ノア様の僕を見る目は、虫を見るようだった。先程までの戸惑いはなく、ただただ深淵を映した瞳が僕を見ていた。
「ノヴァ様」
ゆるく微笑んで、あどけない声で僕の名前を呼んだ。目の前に居るのはただの子供なのに、僕は何故かそれだけで鳥肌が立った。ノア様は席から立つと、軽い足音を立てて僕の傍まで来た。そして僕の耳のそばで、秘密話をするように話す。
「いらないよ」
「っは…?」
「僕はミカエル以外要らないの」
にこにこと笑いながら、異常なことを言う。
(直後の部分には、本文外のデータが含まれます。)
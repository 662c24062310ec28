mod common;

use cellwatch_model::{fingerprint, CellEntry};
use cellwatch_xlsx::{ErrorKind, SnapshotEngine};
use pretty_assertions::assert_eq;
use tempfile::tempdir;

use common::{core_props, workbook_rels, workbook_xml, worksheet_xml, write_workbook};

#[test]
fn snapshot_extracts_sheets_in_document_order() {
    let dir = tempdir().unwrap();
    let path = dir.path().join("Book.xlsx");

    write_workbook(
        &path,
        &[
            (
                "xl/workbook.xml",
                &workbook_xml(&[("Summary", "rId1"), ("Data", "rId2")]),
            ),
            (
                "xl/_rels/workbook.xml.rels",
                &workbook_rels(&[
                    ("rId1", "worksheet", "worksheets/sheet1.xml"),
                    ("rId2", "worksheet", "worksheets/sheet2.xml"),
                ]),
            ),
            (
                "xl/worksheets/sheet1.xml",
                &worksheet_xml(r#"<row r="1"><c r="A1" t="s"><v>0</v></c></row>"#),
            ),
            (
                "xl/worksheets/sheet2.xml",
                &worksheet_xml(
                    r#"<row r="1"><c r="A1"><v>10</v></c><c r="B1"><f>A1*2</f><v>20</v></c></row>"#,
                ),
            ),
            (
                "xl/sharedStrings.xml",
                r#"<sst xmlns="http://schemas.openxmlformats.org/spreadsheetml/2006/main"><si><t>hello</t></si></sst>"#,
            ),
            ("docProps/core.xml", &core_props("kccheng")),
        ],
    );

    let snapshot = SnapshotEngine::new().snapshot(&path).unwrap();

    let names: Vec<_> = snapshot.cells.sheet_names().collect();
    assert_eq!(names, vec!["Summary", "Data"]);
    assert_eq!(snapshot.worksheet_count, 2);
    assert!(snapshot.byte_size > 0);
    assert_eq!(snapshot.last_author.as_deref(), Some("kccheng"));

    let summary = snapshot.cells.sheet("Summary").unwrap();
    assert_eq!(summary["A1"], CellEntry::value("hello"));

    let data = snapshot.cells.sheet("Data").unwrap();
    assert_eq!(data["A1"], CellEntry::value(10i64));
    assert_eq!(data["B1"], CellEntry::formula("=A1*2"));
}

#[test]
fn snapshot_is_deterministic_across_reads() {
    let dir = tempdir().unwrap();
    let path = dir.path().join("Stable.xlsx");
    common::write_single_sheet_workbook(
        &path,
        r#"<row r="2"><c r="B2"><f t="array" ref="B2:B4">SUM(A1:A3)</f><v>6</v></c></row>"#,
    );

    let engine = SnapshotEngine::new();
    let first = engine.snapshot(&path).unwrap();
    let second = engine.snapshot(&path).unwrap();

    assert_eq!(first.cells, second.cells);
    assert_eq!(fingerprint(&first.cells), fingerprint(&second.cells));
}

#[test]
fn missing_file_is_an_archive_error() {
    let dir = tempdir().unwrap();
    let err = SnapshotEngine::new()
        .snapshot(&dir.path().join("absent.xlsx"))
        .unwrap_err();
    assert_eq!(err.kind(), ErrorKind::Archive);
}

#[test]
fn non_zip_file_is_an_archive_error() {
    let dir = tempdir().unwrap();
    let path = dir.path().join("broken.xlsx");
    std::fs::write(&path, b"this is not a zip archive").unwrap();

    let err = SnapshotEngine::new().snapshot(&path).unwrap_err();
    assert_eq!(err.kind(), ErrorKind::Archive);
}

#[test]
fn archive_without_workbook_part_is_a_read_error() {
    let dir = tempdir().unwrap();
    let path = dir.path().join("empty.xlsx");
    write_workbook(&path, &[("unrelated.txt", "nothing here")]);

    let err = SnapshotEngine::new().snapshot(&path).unwrap_err();
    assert_eq!(err.kind(), ErrorKind::Read);
}
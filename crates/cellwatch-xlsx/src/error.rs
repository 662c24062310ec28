use thiserror::Error;

/// Coarse classification used by the control plane's status accounting.
#[derive(Debug, Clone, Copy, PartialEq, Eq)]
pub enum ErrorKind {
    /// The package could not be opened or is not a readable ZIP.
    Archive,
    /// The package opened but cell extraction failed.
    Read,
}

#[derive(Debug, Error)]
pub enum SnapshotError {
    #[error("cannot open workbook package: {0}")]
    Archive(String),
    #[error("io error: {0}")]
    Io(#[from] std::io::Error),
    #[error("xml error: {0}")]
    Xml(#[from] quick_xml::Error),
    #[error("xml attribute error: {0}")]
    Attr(#[from] quick_xml::events::attributes::AttrError),
    #[error("xml error: {0}")]
    RoXml(#[from] roxmltree::Error),
    #[error("utf-8 error: {0}")]
    Utf8(#[from] std::str::Utf8Error),
    #[error("missing workbook part: {0}")]
    MissingPart(String),
    #[error("invalid workbook: {0}")]
    Invalid(String),
}

impl SnapshotError {
    pub fn kind(&self) -> ErrorKind {
        match self {
            SnapshotError::Archive(_) => ErrorKind::Archive,
            _ => ErrorKind::Read,
        }
    }
}
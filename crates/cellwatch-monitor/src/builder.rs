use std::path::PathBuf;
use std::sync::atomic::{AtomicBool, Ordering};
use std::sync::{Arc, Mutex};
use std::time::{Duration, Instant};

use tracing::{error, info, warn};

use cellwatch_model::{fingerprint, Baseline};
use cellwatch_store::{BaselineStore, BuildProgress, ProgressLog};
use cellwatch_xlsx::SnapshotEngine;

use crate::checker::baseline_key;
use crate::config::MonitorConfig;
use crate::memory::{MemoryMonitor, RELIEF_PAUSE};
use crate::stop::StopFlag;

/// Outcome of one file in the batch build.
#[derive(Debug, Clone, Copy, PartialEq, Eq)]
pub enum FileStatus {
    /// Baseline written.
    Ok,
    /// Nothing to do: fingerprint unchanged, or excluded by policy.
    Skip,
    /// The advisory per-file deadline elapsed while reading.
    Timeout,
    ReadError,
    SaveError,
}

#[derive(Debug, Default)]
pub struct BuildSummary {
    pub ok: usize,
    pub skipped: usize,
    pub errors: usize,
    /// False when the loop stopped early (signal or memory pressure); the
    /// progress record is preserved in that case.
    pub completed_cleanly: bool,
    pub statuses: Vec<FileStatus>,
}

impl BuildSummary {
    fn record(&mut self, status: FileStatus) {
        match status {
            FileStatus::Ok => self.ok += 1,
            FileStatus::Skip => self.skipped += 1,
            FileStatus::Timeout | FileStatus::ReadError | FileStatus::SaveError => {
                self.errors += 1
            }
        }
        self.statuses.push(status);
    }
}

/// The file currently being snapshotted, watched by the timeout supervisor.
struct InFlightFile {
    path: PathBuf,
    started: Instant,
}

/// Batch builder: snapshot every target and persist baselines, resumable
/// after interruption, supervised for per-file timeouts and memory pressure.
pub struct BaselineBuilder {
    config: MonitorConfig,
    engine: SnapshotEngine,
    store: BaselineStore,
    progress: ProgressLog,
    stop: StopFlag,
}

/// Cadence of the advisory timeout inspection.
const SUPERVISOR_INSPECT_EVERY: u32 = 10;

impl BaselineBuilder {
    pub fn new(config: &MonitorConfig, stop: StopFlag) -> Self {
        let engine = if config.use_local_cache {
            SnapshotEngine::with_cache(&config.cache_dir)
        } else {
            SnapshotEngine::new()
        };
        BaselineBuilder {
            engine,
            store: BaselineStore::new(&config.baseline_dir),
            progress: ProgressLog::new(&config.resume_log),
            config: config.clone(),
            stop,
        }
    }

    /// Run the build over `files`.
    ///
    /// `resume_decision` is consulted when a previous run left a progress
    /// record; returning true continues from the recorded index.
    /// `skip_force_baseline` excludes documents matching the configured
    /// force-baseline patterns (the bulk-scan behaviour; manual builds pass
    /// false).
    pub fn run(
        &self,
        files: &[PathBuf],
        skip_force_baseline: bool,
        resume_decision: impl FnOnce(&BuildProgress) -> bool,
    ) -> BuildSummary {
        let total = files.len();
        let mut summary = BuildSummary {
            completed_cleanly: true,
            ..BuildSummary::default()
        };
        if total == 0 {
            info!("no files need a baseline");
            return summary;
        }

        let mut start_index = 0;
        if self.config.enable_resume {
            if let Some(previous) = self.progress.load() {
                info!(
                    completed = previous.completed,
                    total = previous.total,
                    recorded_at = %previous.timestamp,
                    "found progress from an earlier build"
                );
                if resume_decision(&previous) {
                    start_index = previous.completed.min(total);
                    info!(start = start_index + 1, "resuming baseline build");
                }
            }
        }

        let memory = self
            .config
            .enable_memory_monitor
            .then(|| MemoryMonitor::new(self.config.memory_limit_mb));

        let in_flight: Arc<Mutex<Option<InFlightFile>>> = Arc::new(Mutex::new(None));
        let supervisor_done = Arc::new(AtomicBool::new(false));
        if self.config.enable_timeout {
            spawn_timeout_supervisor(
                Arc::clone(&in_flight),
                Arc::clone(&supervisor_done),
                self.config.timeout(),
            );
        }

        info!(total, start = start_index + 1, "baseline build started");
        let build_started = Instant::now();

        for (index, path) in files.iter().enumerate().skip(start_index) {
            if self.stop.is_stopped() {
                info!(at = index, "stop requested, persisting progress");
                self.persist_progress(index, total);
                summary.completed_cleanly = false;
                break;
            }

            if let Some(memory) = &memory {
                if memory.over_budget().is_some() {
                    std::thread::sleep(RELIEF_PAUSE);
                    if memory.over_budget().is_some() {
                        error!(at = index, "memory budget still exceeded, halting build");
                        self.persist_progress(index, total);
                        summary.completed_cleanly = false;
                        break;
                    }
                }
            }

            let file_started = Instant::now();
            let status = if skip_force_baseline && self.config.is_force_baseline(path) {
                info!(document = %path.display(), "excluded from bulk scan (force-baseline pattern)");
                FileStatus::Skip
            } else {
                self.build_one(path, &in_flight)
            };

            info!(
                index = index + 1,
                total,
                document = %path.display(),
                status = ?status,
                elapsed_ms = file_started.elapsed().as_millis() as u64,
                "baseline file processed"
            );
            summary.record(status);
            self.persist_progress(index + 1, total);
        }

        supervisor_done.store(true, Ordering::SeqCst);

        if summary.completed_cleanly {
            if self.config.enable_resume {
                self.progress.clear();
            }
            info!(
                ok = summary.ok,
                skipped = summary.skipped,
                errors = summary.errors,
                elapsed_secs = build_started.elapsed().as_secs(),
                "baseline build complete"
            );
        }

        summary
    }

    fn build_one(&self, path: &PathBuf, in_flight: &Mutex<Option<InFlightFile>>) -> FileStatus {
        let key = baseline_key(path);

        let stored = match self.store.load(&key) {
            Ok(stored) => stored,
            Err(err) => {
                warn!(key = %key, error = %err, "stored baseline unreadable, rebuilding");
                None
            }
        };

        {
            let mut slot = in_flight.lock().expect("in-flight lock");
            *slot = Some(InFlightFile {
                path: path.clone(),
                started: Instant::now(),
            });
        }

        let snapshot = self.engine.snapshot(path);

        // The supervisor clears the slot when the deadline passes; finding it
        // empty means this file is to be counted as timed out.
        let timed_out = in_flight.lock().expect("in-flight lock").take().is_none();

        let snapshot = match snapshot {
            Ok(snapshot) => snapshot,
            Err(err) => {
                warn!(document = %path.display(), error = %err, "snapshot failed");
                return FileStatus::ReadError;
            }
        };
        if timed_out {
            return FileStatus::Timeout;
        }

        let content_hash = fingerprint(&snapshot.cells);
        if stored.is_some_and(|s| s.content_hash == content_hash) {
            return FileStatus::Skip;
        }

        let baseline = Baseline {
            last_author: snapshot.last_author,
            content_hash,
            cells: snapshot.cells,
        };
        match self.store.save(&key, &baseline) {
            Ok(()) => FileStatus::Ok,
            Err(err) => {
                warn!(document = %path.display(), error = %err, "baseline save failed");
                FileStatus::SaveError
            }
        }
    }

    fn persist_progress(&self, completed: usize, total: usize) {
        if !self.config.enable_resume {
            return;
        }
        if let Err(err) = self.progress.save(completed, total) {
            warn!(error = %err, "cannot persist build progress");
        }
    }
}

fn spawn_timeout_supervisor(
    in_flight: Arc<Mutex<Option<InFlightFile>>>,
    done: Arc<AtomicBool>,
    timeout: Duration,
) {
    std::thread::Builder::new()
        .name("timeout-supervisor".to_string())
        .spawn(move || {
            let mut ticks = 0u32;
            loop {
                std::thread::sleep(Duration::from_secs(1));
                if done.load(Ordering::SeqCst) {
                    return;
                }
                ticks += 1;
                if ticks % SUPERVISOR_INSPECT_EVERY != 0 {
                    continue;
                }

                let mut slot = in_flight.lock().expect("in-flight lock");
                if let Some(current) = slot.as_ref() {
                    let elapsed = current.started.elapsed();
                    if elapsed > timeout {
                        warn!(
                            document = %current.path.display(),
                            elapsed_secs = elapsed.as_secs(),
                            timeout_secs = timeout.as_secs(),
                            "per-file deadline exceeded, abandoning"
                        );
                        // Advisory: the reader is not interrupted, the build
                        // loop records the file as timed out when it returns.
                        *slot = None;
                    }
                }
            }
        })
        .expect("spawn timeout supervisor thread");
}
後ろで腕を組んで、子供らしく体を揺らしている。
「ミカエルにも、僕以外いらないの」
わかってくれる?と問われる。正直、僕は混乱してまともに答えられる状況ではなかったのだが、無理矢理頷いた。
「でも、ミカエルは僕におともだちがひつようなんだって。だから、ノヴァ様。おともだちになってくれる?」
______コンコンコン
「ミカエルです。入ってよろしいでしょうか」
「いいよ!」
「ああ。」
素早く後ろ手で戸を閉める。ノア様の顔色を見て、ほっとする。よかった、何も無かったみたいだ。それどころかとてもご機嫌がいいように見える。ノヴァの方も私が出ていく時と変わらない。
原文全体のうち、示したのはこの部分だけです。